If you’re quick, you’ll be able to catch this tree while it’s still in flower at peacehaven Botanic Park, Highfields. The flowers have a very unusual musty sweet smell.
This is an unusually large specimen, retained from what must once have been a significant area of semi-evergreen vine thicket (dry rainforest) on the Peacehaven site. Nowadays, we usually see bitterbarks as slender little trees or shrubs, able to be picked out from a distance by their attractive white trunks. If damaged, they have a tendency to sucker and produce thickets (or hedges).
this is a fast-growing, drought hardy species, with garden potential, but rarely used.

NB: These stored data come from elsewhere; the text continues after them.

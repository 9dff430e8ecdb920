//! Fetch handling through an active worker.

mod common;

use std::time::Duration;

use bytes::Bytes;
use common::{get, page, url, Harness};
use http::{Method, StatusCode};
use pwakit_net::Request;
use pwakit_sw::{CacheKey, ResponseSource};

const STATIC: &str = "idea-static-v1";
const DYNAMIC: &str = "idea-dynamic-v1";

async fn active() -> Harness {
    let harness = Harness::new();
    harness.deploy("v1").await;
    harness.fetcher.reset_calls();
    harness
}

#[tokio::test(start_paused = true)]
async fn test_warm_static_is_served_without_waiting_on_network() {
    let harness = active().await;
    harness.fetcher.set_delay(Some(Duration::from_secs(3600)));

    let start = tokio::time::Instant::now();
    let served = harness.container.fetch(get("/index.html")).await.unwrap();

    assert!(start.elapsed() < Duration::from_secs(1));
    assert_eq!(served.source, ResponseSource::Cache);
    assert_eq!(served.response.text().unwrap(), "<h1>home</h1>");

    // The background refresh still goes out.
    harness.container.settle().await;
    assert_eq!(harness.fetcher.calls_to("/index.html"), 1);
}

#[tokio::test]
async fn test_static_refresh_overwrites_cache() {
    let harness = active().await;
    harness.fetcher.serve("/index.html", "text/html", "<h1>v1.1</h1>");

    let served = harness.container.fetch(get("/index.html")).await.unwrap();
    assert_eq!(served.response.text().unwrap(), "<h1>home</h1>");
    harness.container.settle().await;

    let entry = harness
        .caches
        .match_in(STATIC, &CacheKey::get(&url("/index.html")))
        .await
        .unwrap();
    assert_eq!(&entry.body[..], b"<h1>v1.1</h1>");
}

#[tokio::test]
async fn test_dynamic_page_prefers_network_and_updates_cache() {
    let harness = active().await;
    harness
        .fetcher
        .serve("/dashboard.html", "text/html", "<h1>dashboard</h1>");

    let served = harness.container.fetch(page("/dashboard.html")).await.unwrap();
    assert_eq!(served.source, ResponseSource::Network);
    assert_eq!(served.response.text().unwrap(), "<h1>dashboard</h1>");

    let entry = harness
        .caches
        .match_in(DYNAMIC, &CacheKey::get(&url("/dashboard.html")))
        .await
        .unwrap();
    assert_eq!(&entry.body[..], b"<h1>dashboard</h1>");
}

#[tokio::test]
async fn test_dynamic_page_falls_back_to_cached_copy() {
    let harness = active().await;
    harness
        .fetcher
        .serve("/portfolio.html", "text/html", "<h1>portfolio</h1>");
    harness.container.fetch(page("/portfolio.html")).await.unwrap();

    harness.fetcher.set_offline(true);
    let served = harness.container.fetch(page("/portfolio.html")).await.unwrap();

    assert_eq!(served.source, ResponseSource::Cache);
    assert_eq!(served.response.text().unwrap(), "<h1>portfolio</h1>");
}

#[tokio::test]
async fn test_asset_miss_comes_from_network_then_is_cached() {
    let harness = active().await;
    harness
        .fetcher
        .serve("/assets/css/print.css", "text/css", "@media print{}");
    let key = CacheKey::get(&url("/assets/css/print.css"));
    assert!(harness.caches.match_request(&key).await.is_none());

    let served = harness
        .container
        .fetch(get("/assets/css/print.css"))
        .await
        .unwrap();
    assert_eq!(served.source, ResponseSource::Network);
    assert_eq!(served.response.text().unwrap(), "@media print{}");

    assert!(harness.caches.match_in(DYNAMIC, &key).await.is_some());
    assert!(harness.caches.match_in(STATIC, &key).await.is_none());
}

#[tokio::test]
async fn test_asset_hit_is_stale_then_revalidated() {
    let harness = active().await;
    harness.fetcher.serve("/assets/js/app.js", "text/javascript", "v1");
    harness.container.fetch(get("/assets/js/app.js")).await.unwrap();

    harness.fetcher.serve("/assets/js/app.js", "text/javascript", "v2");
    let served = harness.container.fetch(get("/assets/js/app.js")).await.unwrap();
    assert_eq!(served.source, ResponseSource::Cache);
    assert_eq!(served.response.text().unwrap(), "v1");

    harness.container.settle().await;
    let served = harness.container.fetch(get("/assets/js/app.js")).await.unwrap();
    assert_eq!(served.response.text().unwrap(), "v2");
}

#[tokio::test]
async fn test_error_responses_are_not_cached() {
    let harness = active().await;
    harness.fetcher.respond(
        "/dashboard/broken",
        StatusCode::INTERNAL_SERVER_ERROR,
        "text/html",
        "boom",
    );

    let served = harness.container.fetch(page("/dashboard/broken")).await.unwrap();
    assert_eq!(served.response.status, StatusCode::INTERNAL_SERVER_ERROR);

    let served = harness.container.fetch(get("/assets/missing.png")).await.unwrap();
    assert_eq!(served.response.status, StatusCode::NOT_FOUND);

    assert!(harness
        .caches
        .match_request(&CacheKey::get(&url("/dashboard/broken")))
        .await
        .is_none());
    assert!(harness
        .caches
        .match_request(&CacheKey::get(&url("/assets/missing.png")))
        .await
        .is_none());
}

#[tokio::test]
async fn test_cross_origin_bypasses_worker() {
    let harness = active().await;
    harness.fetcher.set_offline(true);

    let request = Request::parse("https://cdn.example.net/lib.js").unwrap();
    let err = harness.container.fetch(request).await.unwrap_err();
    assert!(matches!(err, pwakit_net::NetError::Offline(_)));
}

#[tokio::test]
async fn test_post_is_network_only() {
    let harness = active().await;
    harness.fetcher.serve("/api/contact", "application/json", "{\"ok\":true}");

    let request = Request::post(url("/api/contact"), Bytes::from_static(b"{\"name\":\"a\"}"));
    let served = harness.container.fetch(request).await.unwrap();

    assert_eq!(served.source, ResponseSource::Network);
    let mut key = CacheKey::get(&url("/api/contact"));
    key.method = Method::POST.to_string();
    assert!(harness.caches.match_request(&key).await.is_none());
    assert!(harness
        .caches
        .match_request(&CacheKey::get(&url("/api/contact")))
        .await
        .is_none());
}

#[tokio::test]
async fn test_offline_dashboard_gets_offline_page() {
    let harness = active().await;
    harness.fetcher.set_offline(true);

    let served = harness.container.fetch(page("/dashboard.html")).await.unwrap();

    assert_eq!(served.source, ResponseSource::OfflinePage);
    assert_eq!(served.response.status, StatusCode::OK);
    assert_eq!(served.response.text().unwrap(), "<h1>offline</h1>");
}

#[tokio::test]
async fn test_offline_api_gets_json_503() {
    let harness = active().await;
    harness.fetcher.set_offline(true);

    let request = get("/api/data.json").accept("application/json");
    let served = harness.container.fetch(request).await.unwrap();

    assert_eq!(served.source, ResponseSource::Synthesized);
    assert_eq!(served.response.status, StatusCode::SERVICE_UNAVAILABLE);
    assert_eq!(
        served.response.header("content-type"),
        Some("application/json; charset=utf-8")
    );
    let body: serde_json::Value = served.response.json().unwrap();
    assert!(body["error"].is_string());
    assert!(body["message"].is_string());
    assert!(harness
        .caches
        .match_request(&CacheKey::get(&url("/api/data.json")))
        .await
        .is_none());
}

#[tokio::test]
async fn test_no_active_worker_goes_to_network() {
    let harness = Harness::new();

    let served = harness.container.fetch(get("/index.html")).await.unwrap();
    assert_eq!(served.source, ResponseSource::Network);
    assert!(harness.caches.keys().await.is_empty());
}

This is one of those rainforest plants - some of them only found in dry rainforest ecosystems like those which once covered much of our local land - which may suddenly find itself highly valued in the future because of its potential to provide the pharmaceutical industry with a new drug.
Its white latex has been used to lower blood pressure, and some Alstonia species are also showing potential as a source of cancer cures.
Our early settlers would add the bark as a “bitter” to their medicinal concoctions and drinks, but I don’t recommend it! (There’s too fine a line between medicines and poisons.)
However, you might like to experiment with the bark for dye-making. A related species is used for this purpose in India. (Expect yellow.)